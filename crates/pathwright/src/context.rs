//! Per-request resolution context.
//!
//! A [`ResolutionContext`] is created for every dispatched request and passed
//! by reference to each hook, callback and error handler that runs for it.

use pathwright_router::{Captures, Params};

/// Everything known about one request while it is being dispatched.
///
/// # Example
///
/// ```
/// use pathwright::ResolutionContext;
///
/// let ctx = ResolutionContext::new("get", "/users/42?full=1");
/// assert_eq!(ctx.method(), "GET");
/// assert_eq!(ctx.url(), "/users/42?full=1");
/// assert_eq!(ctx.path(), "/users/42");
/// assert!(ctx.errno().is_none());
/// ```
#[derive(Debug, Clone, Default, PartialEq, Eq)]
pub struct ResolutionContext {
    url: String,
    method: String,
    captures: Captures,
    errno: Option<u16>,
    error: Option<String>,
}

impl ResolutionContext {
    /// Creates a context for a request. The method is stored upper-cased.
    #[must_use]
    pub fn new(method: impl AsRef<str>, url: impl Into<String>) -> Self {
        Self {
            url: url.into(),
            method: method.as_ref().to_ascii_uppercase(),
            ..Self::default()
        }
    }

    /// The URL as passed to the dispatcher, query and fragment included.
    #[must_use]
    pub fn url(&self) -> &str {
        &self.url
    }

    /// The URL without its query string or fragment.
    #[must_use]
    pub fn path(&self) -> &str {
        strip_query(&self.url)
    }

    /// The request method, upper-cased.
    #[must_use]
    pub fn method(&self) -> &str {
        &self.method
    }

    /// Value bound to a `$name` segment.
    #[must_use]
    pub fn variable(&self, name: &str) -> Option<&str> {
        self.captures.variables.get(name)
    }

    /// All `$name` bindings in path order.
    #[must_use]
    pub fn variables(&self) -> &Params {
        &self.captures.variables
    }

    /// Segment matched by a `@pattern@name` segment.
    #[must_use]
    pub fn capture(&self, name: &str) -> Option<&str> {
        self.captures.named.get(name)
    }

    /// All named regex captures in path order.
    #[must_use]
    pub fn captures(&self) -> &Params {
        &self.captures.named
    }

    /// Raw matches of unnamed regex segments: for each, the whole match
    /// followed by its groups.
    #[must_use]
    pub fn groups(&self) -> &[String] {
        &self.captures.groups
    }

    /// Path text matched by a `...` segment.
    #[must_use]
    pub fn remainder(&self) -> Option<&str> {
        self.captures.remainder.as_deref()
    }

    /// Code of the error being reported, if any.
    #[must_use]
    pub fn errno(&self) -> Option<u16> {
        self.errno
    }

    /// Message of the error being reported, if any.
    #[must_use]
    pub fn error(&self) -> Option<&str> {
        self.error.as_deref()
    }

    /// Records an error code and message, replacing any earlier one.
    pub fn set_error(&mut self, code: u16, message: impl Into<String>) {
        self.errno = Some(code);
        self.error = Some(message.into());
    }

    /// Returns the context with an error recorded.
    #[must_use]
    pub fn with_error(mut self, code: u16, message: impl Into<String>) -> Self {
        self.set_error(code, message);
        self
    }

    pub(crate) fn bind(&mut self, captures: Captures) {
        self.captures = captures;
    }
}

/// Cuts a request target at the first `?` or `#`.
pub(crate) fn strip_query(url: &str) -> &str {
    url.find(['?', '#']).map_or(url, |end| &url[..end])
}
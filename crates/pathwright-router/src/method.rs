//! HTTP methods accepted by the route tree.
//!
//! The tree keeps one root per method. Only the five methods below can carry
//! routes; everything else resolves as "method not registered".

use std::fmt;
use std::str::FromStr;

use crate::error::BuildError;

/// A routable HTTP method.
///
/// # Example
///
/// ```rust
/// use pathwright_router::Method;
///
/// assert_eq!("get".parse::<Method>().ok(), Some(Method::Get));
/// assert_eq!(Method::Delete.as_str(), "DELETE");
/// assert!("OPTIONS".parse::<Method>().is_err());
/// ```
#[derive(Debug, Clone, Copy, PartialEq, Eq, Hash, PartialOrd, Ord)]
pub enum Method {
    /// GET
    Get,
    /// POST
    Post,
    /// PUT
    Put,
    /// PATCH
    Patch,
    /// DELETE
    Delete,
}

impl Method {
    /// Every routable method, in registration order for `all` routes.
    pub const ALL: [Method; 5] = [
        Method::Get,
        Method::Post,
        Method::Put,
        Method::Patch,
        Method::Delete,
    ];

    /// Returns the canonical upper-case name.
    #[must_use]
    pub const fn as_str(&self) -> &'static str {
        match self {
            Self::Get => "GET",
            Self::Post => "POST",
            Self::Put => "PUT",
            Self::Patch => "PATCH",
            Self::Delete => "DELETE",
        }
    }

    /// Slot of this method in per-method tables.
    pub(crate) const fn index(self) -> usize {
        match self {
            Self::Get => 0,
            Self::Post => 1,
            Self::Put => 2,
            Self::Patch => 3,
            Self::Delete => 4,
        }
    }
}

impl fmt::Display for Method {
    fn fmt(&self, f: &mut fmt::Formatter<'_>) -> fmt::Result {
        f.write_str(self.as_str())
    }
}

impl FromStr for Method {
    type Err = BuildError;

    fn from_str(s: &str) -> Result<Self, Self::Err> {
        Self::ALL
            .into_iter()
            .find(|m| m.as_str().eq_ignore_ascii_case(s))
            .ok_or_else(|| BuildError::UnsupportedMethod(s.to_string()))
    }
}

impl TryFrom<&http::Method> for Method {
    type Error = BuildError;

    fn try_from(method: &http::Method) -> Result<Self, Self::Error> {
        match *method {
            http::Method::GET => Ok(Self::Get),
            http::Method::POST => Ok(Self::Post),
            http::Method::PUT => Ok(Self::Put),
            http::Method::PATCH => Ok(Self::Patch),
            http::Method::DELETE => Ok(Self::Delete),
            _ => Err(BuildError::UnsupportedMethod(method.to_string())),
        }
    }
}

impl From<Method> for http::Method {
    fn from(method: Method) -> Self {
        match method {
            Method::Get => http::Method::GET,
            Method::Post => http::Method::POST,
            Method::Put => http::Method::PUT,
            Method::Patch => http::Method::PATCH,
            Method::Delete => http::Method::DELETE,
        }
    }
}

■ ■ ■ ■ ■

About this exercise
Every line of the records above needs to be given again exactly.

Exercise result
filename crates/pathwright/src/context.rs
//! Per-request resolution context.
//!
//! A [`ResolutionContext`] is created for every dispatched request and passed
//! by reference to each hook, callback and error handler that runs for it.

use pathwright_router::{Captures, Params};

/// Everything known about one request while it is being dispatched.
///
/// # Example
///
/// ```
/// use pathwright::ResolutionContext;
///
/// let ctx = ResolutionContext::new("get", "/users/42?full=1");
/// assert_eq!(ctx.method(), "GET");
/// assert_eq!(ctx.url(), "/users/42?full=1");
/// assert_eq!(ctx.path(), "/users/42");
/// assert!(ctx.errno().is_none());
/// ```
#[derive(Debug, Clone, Default, PartialEq, Eq)]
pub struct ResolutionContext {
    url: String,
    method: String,
    captures: Captures,
    errno: Option<u16>,
    error: Option<String>,
}

impl ResolutionContext {
    /// Creates a context for a request. The method is stored upper-cased.
    #[must_use]
    pub fn new(method: impl AsRef<str>, url: impl Into<String>) -> Self {
        Self {
            url: url.into(),
            method: method.as_ref().to_ascii_uppercase(),
            ..Self::default()
        }
    }

    /// The URL as passed to the dispatcher, query and fragment included.
    #[must_use]
    pub fn url(&self) -> &str {
        &self.url
    }

    /// The URL without its query string or fragment.
    #[must_use]
    pub fn path(&self) -> &str {
        strip_query(&self.url)
    }

    /// The request method, upper-cased.
    #[must_use]
    pub fn method(&self) -> &str {
        &self.method
    }

    /// Value bound to a `$name` segment.
    #[must_use]
    pub fn variable(&self, name: &str) -> Option<&str> {
        self.captures.variables.get(name)
    }

    /// All `$name` bindings in path order.
    #[must_use]
    pub fn variables(&self) -> &Params {
        &self.captures.variables
    }

    /// Segment matched by a `@pattern@name` segment.
    #[must_use]
    pub fn capture(&self, name: &str) -> Option<&str> {
        self.captures.named.get(name)
    }

    /// All named regex captures in path order.
    #[must_use]
    pub fn captures(&self) -> &Params {
        &self.captures.named
    }

    /// Raw matches of unnamed regex segments: for each, the whole match
    /// followed by its groups.
    #[must_use]
    pub fn groups(&self) -> &[String] {
        &self.captures.groups
    }

    /// Path text matched by a `...` segment.
    #[must_use]
    pub fn remainder(&self) -> Option<&str> {
        self.captures.remainder.as_deref()
    }

    /// Code of the error being reported, if any.
    #[must_use]
    pub fn errno(&self) -> Option<u16> {
        self.errno
    }

    /// Message of the error being reported, if any.
    #[must_use]
    pub fn error(&self) -> Option<&str> {
        self.error.as_deref()
    }

    /// Records an error code and message, replacing any earlier one.
    pub fn set_error(&mut self, code: u16, message: impl Into<String>) {
        self.errno = Some(code);
        self.error = Some(message.into());
    }

    /// Returns the context with an error recorded.
    #[must_use]
    pub fn with_error(mut self, code: u16, message: impl Into<String>) -> Self {
        self.set_error(code, message);
        self
    }

    pub(crate) fn bind(&mut self, captures: Captures) {
        self.captures = captures;
    }
}

/// Cuts a request target at the first `?` or `#`.
pub(crate) fn strip_query(url: &str) -> &str {
    url.find(['?', '#']).map_or(url, |end| &url[..end])
}
filename crates/pathwright-router/src/method.rs
//! HTTP methods accepted by the route tree.
//!
//! The tree keeps one root per method. Only the five methods below can carry
//! routes; everything else resolves as "method not registered".

use std::fmt;
use std::str::FromStr;

use crate::error::BuildError;

/// A routable HTTP method.
///
/// # Example
///
/// ```rust
/// use pathwright_router::Method;
///
/// assert_eq!("get".parse::<Method>().ok(), Some(Method::Get));
/// assert_eq!(Method::Delete.as_str(), "DELETE");
/// assert!("OPTIONS".parse::<Method>().is_err());
/// ```
#[derive(Debug, Clone, Copy, PartialEq, Eq, Hash, PartialOrd, Ord)]
pub enum Method {
    /// GET
    Get,
    /// POST
    Post,
    /// PUT
    Put,
    /// PATCH
    Patch,
    /// DELETE
    Delete,
}

impl Method {
    /// Every routable method, in registration order for `all` routes.
    pub const ALL: [Method; 5] = [
        Method::Get,
        Method::Post,
        Method::Put,
        Method::Patch,
        Method::Delete,
    ];

    /// Returns the canonical upper-case name.
    #[must_use]
    pub const fn as_str(&self) -> &'static str {
        match self {
            Self::Get => "GET",
            Self::Post => "POST",
            Self::Put => "PUT",
            Self::Patch => "PATCH",
            Self::Delete => "DELETE",
        }
    }

    /// Slot of this method in per-method tables.
    pub(crate) const fn index(self) -> usize {
        match self {
            Self::Get => 0,
            Self::Post => 1,
            Self::Put => 2,
            Self::Patch => 3,
            Self::Delete => 4,
        }
    }
}

impl fmt::Display for Method {
    fn fmt(&self, f: &mut fmt::Formatter<'_>) -> fmt::Result {
        f.write_str(self.as_str())
    }
}

impl FromStr for Method {
    type Err = BuildError;

    fn from_str(s: &str) -> Result<Self, Self::Err> {
        Self::ALL
            .into_iter()
            .find(|m| m.as_str().eq_ignore_ascii_case(s))
            .ok_or_else(|| BuildError::UnsupportedMethod(s.to_string()))
    }
}

impl TryFrom<&http::Method> for Method {
    type Error = BuildError;

    fn try_from(method: &http::Method) -> Result<Self, Self::Error> {
        match *method {
            http::Method::GET => Ok(Self::Get),
            http::Method::POST => Ok(Self::Post),
            http::Method::PUT => Ok(Self::Put),
            http::Method::PATCH => Ok(Self::Patch),
            http::Method::DELETE => Ok(Self::Delete),
            _ => Err(BuildError::UnsupportedMethod(method.to_string())),
        }
    }
}

impl From<Method> for http::Method {
    fn from(method: Method) -> Self {
        match method {
            Method::Get => http::Method::GET,
            Method::Post => http::Method::POST,
            Method::Put => http::Method::PUT,
            Method::Patch => http::Method::PATCH,
            Method::Delete => http::Method::DELETE,
        }
    }
}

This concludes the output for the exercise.